D’abord j’échange avec les enfants ou les ados sur les questions d’homophobie et de la famille « au sens large » parce qu’aujourd’hui, on ne peut plus continuer de faire croire que tout le monde vit sous le mode « papa/maman/enfants » alors qu’il y a tant de compositions familiales différentes. On ne peut plus non plus laisser l’homophobie s’exprimer à l’école, ne serait-ce qu’avec les « pédé » qui fleurissent pendant les récrés. Quand je me pointe devant les gamins et que je leur dis, le plus naturellement du monde, « Bonjour, je m’appelle Muriel, je suis dessinatrice, je suis mariée à une femme et nous avons une fille de dix ans », d’abord ils ouvrent des yeux ronds puis les langues se délient : « Oh M’dame, c’est comme ma cousine Estelle ! »,  « Et moi M’dame, je suis bientôt le témoin de mariage de ma demie-sœur qui va épouser sa chérie, je suis trop contente ! », etc. J’ai aussi reçu des confidences de petits dont l’un des parents avait quitté l’autre pour vivre avec quelqu’un du même sexe. Ces rencontres sont toujours très émouvantes. Après la discussion, je leur propose un atelier de dessins sur le thème « Dessine ta propre famille » dans une liberté totale par rapport à l’arbre généalogique que nous connaissons tous parce que bien souvent, les enfants ont besoin de plus de deux branches à partir du tronc ! Les résultats sont toujours incroyablement riches et variés. Aucun enfant n’a la même famille que son copain de classe ! Et de le constater de visu leur permet d’ouvrir le dialogue entre eux et d’apporter de la tolérance à l’école.

Vous avez publié de nombreux livres sur les familles homoparentales, avez-vous envie de travailler sur ce sujet-là (contre certains clichés par exemple), notamment pour les enfants ?

C’était mon but dés le départ. Mais au moment de la création de mon premier livre pour enfants (Dis, mamans en 2003), j’étais très naïve, sans expérience, et j’avais proposé mon ouvrage aux éditeurs de jeunesse traditionnels, pensant que ça passerait tout seul ! Je crois que ma prise de conscience de l’homophobie date de cette époque parce qu’avec les lettres de refus que j’ai reçues, j’ai réalisé que nous étions considéré.es, pour encore beaucoup, comme des pestiféré.e.s sans enfant. Depuis les choses ont évolué mais pas tant que ça concernant la représentation de nos couples et de nos familles : nous sommes encore invisibles dans la littérature jeunesse et encore plus dans les dessins animés. C’est forcément un problème parce que continuer à faire croire aux enfants que nous n’existons pas (alors même que tous ont un homosexuel dans la famille !) perpétue l’idée que l’homosexualité est illégitime.

 

Déplorez-vous parfois le manque d’engagement de certaines personnes, notamment LGBT ?

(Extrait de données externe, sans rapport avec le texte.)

use std::cmp::Ordering;
use std::ffi::CStr;
use std::fmt;

use crate::gl;

/// Describes a version.
///
/// A version can only be compared to another version if they belong to the same API.
/// For example, both `Version(Api::Gl, 3, 0) >= Version(Api::GlEs, 3, 0)` and
/// `Version(Api::GlEs, 3, 0) >= Version(Api::Gl, 3, 0)` return `false`.
#[derive(Debug, Copy, Clone, PartialEq, Eq, Hash)]
pub struct Version(pub Api, pub u8, pub u8);

/// Describes an OpenGL-related API.
#[derive(Debug, Copy, Clone, PartialEq, Eq, Hash)]
pub enum Api {
    /// Regular OpenGL.
    Gl,
    /// OpenGL embedded system.
    GlEs,
}

impl PartialOrd for Version {
    #[inline]
    fn partial_cmp(&self, other: &Version) -> Option<Ordering> {
        if self.0 != other.0 {
            return None;
        }

        match self.1.cmp(&other.1) {
            Ordering::Equal => Some(self.2.cmp(&other.2)),
            a => Some(a)
        }
    }
}

impl fmt::Display for Version {
    fn fmt(&self, f: &mut fmt::Formatter<'_>) -> fmt::Result {
        match self.0 {
            Api::Gl => write!(f, "{}.{}", self.1, self.2),
            Api::GlEs => write!(f, "ES {}.{}", self.1, self.2),
        }
    }
}

/// Parses the string returned by `glGetString(GL_VERSION)`.
///
/// Desktop strings look like `4.6.0 Mesa 23.1.0`, ES strings like `OpenGL ES 3.2 Mesa`.
pub fn parse_gl_version(version: &str) -> Option<Version> {
    let (version, api) = match version.strip_prefix("OpenGL ES ") {
        Some(rest) => (rest, Api::GlEs),
        // GLES 1.x implementations report the profile as well, e.g. "OpenGL ES-CM 1.1".
        None => match version.strip_prefix("OpenGL ES-CM ")
                             .or_else(|| version.strip_prefix("OpenGL ES-CL "))
        {
            Some(rest) => (rest, Api::GlEs),
            None => (version, Api::Gl),
        },
    };

    let (major, minor) = parse_major_minor(version)?;
    Some(Version(api, major, minor))
}

/// Parses the string returned by `glGetString(GL_SHADING_LANGUAGE_VERSION)`.
///
/// The minor number is kept as written, so `4.60` becomes `Version(Api::Gl, 4, 60)` and
/// `OpenGL ES GLSL ES 3.20` becomes `Version(Api::GlEs, 3, 20)`.
pub fn parse_glsl_version(version: &str) -> Option<Version> {
    let (version, api) = match version.strip_prefix("OpenGL ES GLSL ES ") {
        Some(rest) => (rest, Api::GlEs),
        None => (version, Api::Gl),
    };

    let (major, minor) = parse_major_minor(version)?;
    Some(Version(api, major, minor))
}

fn parse_major_minor(version: &str) -> Option<(u8, u8)> {
    let version = version.split_whitespace().next()?;

    let mut iter = version.split('.');
    let major = iter.next()?.parse().ok()?;
    let minor = iter.next()?.parse().ok()?;

    Some((major, minor))
}

/// Reads a string from `glGetString`.
///
/// *Safety*: the OpenGL context corresponding to `gl` must be current in the thread.
pub(crate) unsafe fn get_gl_string(gl: &gl::Gl, name: gl::types::GLenum) -> Option<String> {
    let ptr = gl.GetString(name);
    if ptr.is_null() {
        return None;
    }

    Some(CStr::from_ptr(ptr as *const _).to_string_lossy().into_owned())
}

/// Obtains the OpenGL version of the current context.
///
/// *Safety*: the OpenGL context corresponding to `gl` must be current in the thread.
pub unsafe fn get_gl_version(gl: &gl::Gl) -> Option<Version> {
    let version = get_gl_string(gl, gl::VERSION)?;
    parse_gl_version(&version)
}

/// Obtains the GLSL version of the current context, or `None` if the implementation has no
/// shader compiler.
///
/// *Safety*: the OpenGL context corresponding to `gl` must be current in the thread.
pub unsafe fn get_glsl_version(gl: &gl::Gl, version: &Version) -> Option<Version> {
    // GLSL appeared with OpenGL 2.0 and the ARB shading language extension before that;
    // older drivers return NULL or set GL_INVALID_ENUM.
    if version.0 == Api::Gl && version < &Version(Api::Gl, 2, 0) {
        let string = get_gl_string(gl, gl::SHADING_LANGUAGE_VERSION);
        gl.GetError();
        return string.and_then(|s| parse_glsl_version(&s));
    }

    let string = get_gl_string(gl, gl::SHADING_LANGUAGE_VERSION)?;
    parse_glsl_version(&string)
}

#[cfg(test)]
mod tests {
    use super::*;

    #[test]
    fn desktop_versions() {
        assert_eq!(parse_gl_version("4.6.0 NVIDIA 535.54"), Some(Version(Api::Gl, 4, 6)));
        assert_eq!(parse_gl_version("3.3 (Core Profile) Mesa 23.1.0"),
                   Some(Version(Api::Gl, 3, 3)));
        assert_eq!(parse_gl_version("2.1"), Some(Version(Api::Gl, 2, 1)));
    }

    #[test]
    fn es_versions() {
        assert_eq!(parse_gl_version("OpenGL ES 3.2 Mesa 23.1.0"),
                   Some(Version(Api::GlEs, 3, 2)));
        assert_eq!(parse_gl_version("OpenGL ES-CM 1.1"), Some(Version(Api::GlEs, 1, 1)));
    }

    #[test]
    fn garbage_versions() {
        assert_eq!(parse_gl_version(""), None);
        assert_eq!(parse_gl_version("banana"), None);
        assert_eq!(parse_gl_version("4"), None);
    }

    #[test]
    fn glsl_versions() {
        assert_eq!(parse_glsl_version("4.60 NVIDIA"), Some(Version(Api::Gl, 4, 60)));
        assert_eq!(parse_glsl_version("1.10"), Some(Version(Api::Gl, 1, 10)));
        assert_eq!(parse_glsl_version("OpenGL ES GLSL ES 3.20"),
                   Some(Version(Api::GlEs, 3, 20)));
    }

    #[test]
    fn cross_api_comparisons() {
        assert!(!(Version(Api::Gl, 3, 0) >= Version(Api::GlEs, 3, 0)));
        assert!(!(Version(Api::GlEs, 3, 0) >= Version(Api::Gl, 3, 0)));
        assert!(Version(Api::Gl, 4, 1) > Version(Api::Gl, 3, 3));
        assert!(Version(Api::Gl, 3, 3) >= Version(Api::Gl, 3, 3));
    }
}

Je déplore le manque d’engagement tout court ! J’ai du mal à comprendre qu’on ne se sente pas concerné par la société dans laquelle on vit, qu’on n’ait pas envie de changer ce qui ne va pas. La pauvreté des uns devrait concerner la richesse des autres, la violence que vivent certaines femmes du fait de leurs maris devrait concerner tous les hommes, le racisme devrait choquer ceux qui subissent l’homophobie et inversement. Je comprends le manque d’engagement quand on vit dans la précarité parce que chaque jour est une lutte et qu’il n’y a pas la place pour autre chose que la survie, mais je ne le comprends pas quand les besoins fondamentaux sont satisfaits parce que c’est loin d’être le cas pour la majorité d’entre nous sur cette planète.

 

Comment votre entourage vit-il votre engagement ?

Il faudrait leur demander mais mes parents ont toujours été très engagés dans la vie sociale, ils manifestent encore aujourd’hui – alors qu’ils sont retraités – quand quelque chose les révolte (la loi travail imposée par ordonnance par exemple… suivez mon regard !) et ma moitié est thérapeute donc d’une certaine façon, engagée dans le mieux vivre ensemble mais dans un contexte intime. C’est de famille, en somme !

 

Quelle sont vous clés pour ne pas désespérer ?

C’est vrai que je suis perturbée par ce qui se passe et je n’ai aucun problème à dire que je suis très inquiète pour l’avenir, même si c’est mal vu de ne pas être dans l’optimisme à tout crin. Les prophètes du libéralisme qui nous assurent que tout ira pour le mieux me font rire, alors même que leur système économique détruit la Terre à toute vitesse depuis soixante ans ! Je pense que nous allons vers des drames, ne serait-ce que parce que le changement climatique va créer des déplacements gigantesques vu la densité de la population humaine. Comment espérer maintenir la paix dans un monde de plus en plus inégalitaire ? Mais je vois aussi ceux qui agissent pour inventer le monde d’après, ceux qui s’unissent parce qu’ils ont compris que notre mode de vie n’en avait plus pour très longtemps, et ça me donne plein d’envies de réinventer le monde et donc, de continuer à lutter pour qu’il soit meilleur. C’est peut-être la clé que j’ai trouvée pour ne pas désespérer : continuer de gueuler haut et fort !

 

À LIRE

 

 

A LIRE AUSSI

Pénélope Bagieu : “Le soft power est indispensable contre un pouvoir de plus en plus misogyne et homophobe”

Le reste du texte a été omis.